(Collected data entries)
- Opening Delimiter -

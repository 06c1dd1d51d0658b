//! Database operations for the back-office `PostgreSQL`.
//!
//! ## Tables
//!
//! - `products` - Supplier catalog (JPY cost, stock levels)
//! - `listings` - Marketplace offers for products (USD price, strategy)
//! - `orders` - Marketplace orders against listings
//! - `shipments` - One shipment per paid order
//! - `shipment_jobs` - Queue rows driving the shipment worker
//! - `exchange_rates` - Fetched rate history per currency pair
//! - `competitor_prices` - Observed competitor prices per listing
//! - `price_history` - Every applied price change
//! - `message_templates` / `customer_messages` - Buyer messaging
//! - `security_sessions` - Operator bearer sessions (hashes only)
//! - `audit_log` - Who did what, when
//!
//! # Migrations
//!
//! Migrations are stored in `crates/api/migrations/` and run via:
//! ```bash
//! cargo run -p rakuda-cli -- migrate
//! ```
//!
//! All queries are runtime-checked (`sqlx::query_as`), so the crate builds
//! without a live database.

pub mod audit;
pub mod competitor_prices;
pub mod exchange_rates;
pub mod listings;
pub mod messages;
pub mod orders;
pub mod price_history;
pub mod products;
pub mod sessions;
pub mod shipment_jobs;
pub mod shipments;

use std::time::Duration;

use secrecy::ExposeSecret;
use sqlx::PgPool;
use sqlx::postgres::PgPoolOptions;
use thiserror::Error;

/// Errors that can occur during repository operations.
#[derive(Debug, Error)]
pub enum RepositoryError {
    /// Database error from sqlx.
    #[error("database error: {0}")]
    Database(#[from] sqlx::Error),

    /// Data in the database is corrupted or invalid.
    #[error("data corruption: {0}")]
    DataCorruption(String),

    /// Requested entity was not found.
    #[error("not found")]
    NotFound,

    /// Constraint violation (e.g., duplicate SKU, illegal status transition).
    #[error("constraint violation: {0}")]
    Conflict(String),
}

/// Create a `PostgreSQL` connection pool with sensible defaults.
///
/// # Arguments
///
/// * `database_url` - `PostgreSQL` connection string (wrapped in `SecretString`)
///
/// # Errors
///
/// Returns `sqlx::Error` if the connection cannot be established.
pub async fn create_pool(database_url: &secrecy::SecretString) -> Result<PgPool, sqlx::Error> {
    PgPoolOptions::new()
        .max_connections(10)
        .min_connections(2)
        .acquire_timeout(Duration::from_secs(10))
        .connect(database_url.expose_secret())
        .await
}

/// Embedded migrations, applied by the CLI's `migrate` command.
pub static MIGRATOR: sqlx::migrate::Migrator = sqlx::migrate!("./migrations");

- Closing Delimiter -

- Task item -
Take every line from the data that includes the word "sessions".

- Your solution -
//! - `security_sessions` - Operator bearer sessions (hashes only)
pub mod sessions;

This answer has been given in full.